Pod Security Standards (PSS)

Replace deprecated PodSecurityPolicies. Three levels enforced per namespace:

Level	Description
Privileged	No restrictions
Baseline	Prevents known privilege escalations
Restricted	Hardened, best practice (recommended for production)

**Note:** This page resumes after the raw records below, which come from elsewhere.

use serde::{Deserialize, Serialize};
use url::Url;

use crate::SourceId;

/// Configuration for a consumer cloud-drive source.
///
/// The drive API requires a login handshake before every fetch. The resulting
/// session token authorizes a folder lookup by name, a file lookup within
/// that folder, and the content download itself. Sessions are closed after
/// every attempt.
#[derive(Clone, Debug, Deserialize, Serialize)]
pub struct CloudDriveSourceConfig {
    /// Unique source identifier.
    pub id: SourceId,

    /// Base URL of the drive API.
    pub base_url: Url,

    /// Account username for the login handshake.
    pub username: String,

    /// Account password for the login handshake.
    pub password: String,

    /// Name of the drive folder holding the media files.
    pub folder: String,
}
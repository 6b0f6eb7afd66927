//! The chat history log.
//!
//! The log is a single JSON array of messages on local disk. If it is missing
//! at startup it is downloaded once from a configured remote URL; that
//! download is awaited and its failure logged, never fired and forgotten.

use std::path::Path;

use anyhow::{Context, Result};
use futures::prelude::*;
use serde::Serialize;
use serde_json::Value;
use tempfile::NamedTempFile;
use tokio::io::AsyncWriteExt;

use crate::config::ChatConfig;

/// One page of chat messages, oldest first within the page.
#[derive(Debug, Serialize, PartialEq)]
#[serde(rename_all = "camelCase")]
pub struct ChatPage {
    pub messages: Vec<Value>,
    pub page: usize,
    pub total_pages: usize,
}

/// Handle to the on-disk chat log.
#[derive(Debug, Clone)]
pub struct ChatLog {
    config: ChatConfig,
}

impl ChatLog {
    pub fn new(config: ChatConfig) -> Self {
        Self { config }
    }

    /// Page size used when a request does not specify one.
    pub fn default_page_size(&self) -> usize {
        self.config.default_page_size
    }

    /// Downloads the chat log with a fresh HTTP client if the local file is
    /// missing.
    pub async fn bootstrap(&self) -> Result<bool> {
        self.ensure_local(&reqwest::Client::new()).await
    }

    /// Downloads the chat log if the local file is missing.
    ///
    /// Returns `Ok(false)` when nothing had to be done (file already present
    /// or no remote URL configured).
    pub async fn ensure_local(&self, client: &reqwest::Client) -> Result<bool> {
        if self.config.local_path.exists() {
            return Ok(false);
        }

        let Some(url) = &self.config.remote_url else {
            tracing::info!(
                "chat log {} missing and no remote URL configured",
                self.config.local_path.display()
            );
            return Ok(false);
        };

        tracing::info!("chat log not found, downloading from remote URL");

        let response = client
            .get(url.clone())
            .send()
            .await
            .and_then(|response| response.error_for_status())
            .context("chat log request failed")?;

        let parent = self.config.local_path.parent().unwrap_or(Path::new("."));
        let temp_file = NamedTempFile::new_in(parent).context("failed to create temp file")?;
        let mut file = tokio::fs::File::create(temp_file.path())
            .await
            .context("failed to open temp file")?;

        let mut stream = response.bytes_stream();
        while let Some(chunk) = stream.next().await {
            let chunk = chunk.context("chat log download interrupted")?;
            file.write_all(&chunk)
                .await
                .context("failed writing chat log")?;
        }
        file.flush().await.context("failed writing chat log")?;
        drop(file);

        temp_file
            .persist(&self.config.local_path)
            .context("failed to store chat log")?;

        tracing::info!("chat log downloaded and saved");
        Ok(true)
    }

    /// Reads and parses the whole chat log.
    pub fn load(&self) -> Result<Vec<Value>> {
        let raw = std::fs::read(&self.config.local_path).with_context(|| {
            format!("failed to read {}", self.config.local_path.display())
        })?;
        serde_json::from_slice(&raw).context("chat log is not a JSON array")
    }

    /// Loads the requested page of the chat log.
    pub fn page(&self, page: usize, page_size: usize) -> Result<ChatPage> {
        let messages = self.load()?;
        Ok(paginate(&messages, page, page_size))
    }
}

/// Slices one page out of the chat log, counting pages from the newest
/// messages backwards.
///
/// Page 1 holds the last `page_size` messages, page 2 the `page_size` before
/// those, and so on. Within a page, messages stay in chronological order.
pub fn paginate(messages: &[Value], page: usize, page_size: usize) -> ChatPage {
    let page = page.max(1);
    let page_size = page_size.max(1);
    let total = messages.len();
    let total_pages = total.div_ceil(page_size);

    let end = total.saturating_sub((page - 1) * page_size);
    let start = total.saturating_sub(page * page_size);

    ChatPage {
        messages: messages[start..end].to_vec(),
        page,
        total_pages,
    }
}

kubectl label namespace production \
  pod-security.kubernetes.io/enforce=restricted \
  pod-security.kubernetes.io/warn=restricted

Resource Quotas and Limits

Namespace Quotas

apiVersion: v1
kind: ResourceQuota
metadata:
  name: compute-quota
  namespace: dev
spec:
  hard:
    requests.cpu: "4"
    requests.memory: 8Gi
    limits.cpu: "8"
    limits.memory: 16Gi
    pods: "20"

LimitRange (Per-Pod Defaults)

Use LimitRange to set default requests/limits for containers that don't specify them. Prevents runaway pods.

Observability Stack

Metrics: Prometheus + Grafana

# Install via Helm (kube-prometheus-stack)
helm repo add prometheus-community https://prometheus-community.github.io/helm-charts
helm install monitoring prometheus-community/kube-prometheus-stack -n monitoring --create-namespace

Provides: Prometheus (metrics collection), Grafana (dashboards), Alertmanager (alerts), Node Exporter, kube-state-metrics.

Component	Purpose
Prometheus	Scrapes metrics from pods/nodes via `/metrics` endpoints
Grafana	Visualization dashboards, alerting
Alertmanager	Routes alerts to Slack, PagerDuty, email
kube-state-metrics	Cluster state → Prometheus metrics

Logging: EFK Stack

# Fluent Bit (DaemonSet — log collector)
helm repo add fluent https://fluent.github.io/helm-charts
helm install fluent-bit fluent/fluent-bit -n logging --create-namespace

# Elasticsearch + Kibana
helm repo add elastic https://helm.elastic.co
helm install elasticsearch elastic/elasticsearch -n logging
helm install kibana elastic/kibana -n logging

Component	Role
Fluent Bit	Lightweight log collector (DaemonSet on every node)
Elasticsearch	Log storage and full-text search
Kibana	Log visualization and debugging UI

Health Checks

kubectl top requires metrics-server installed in the cluster.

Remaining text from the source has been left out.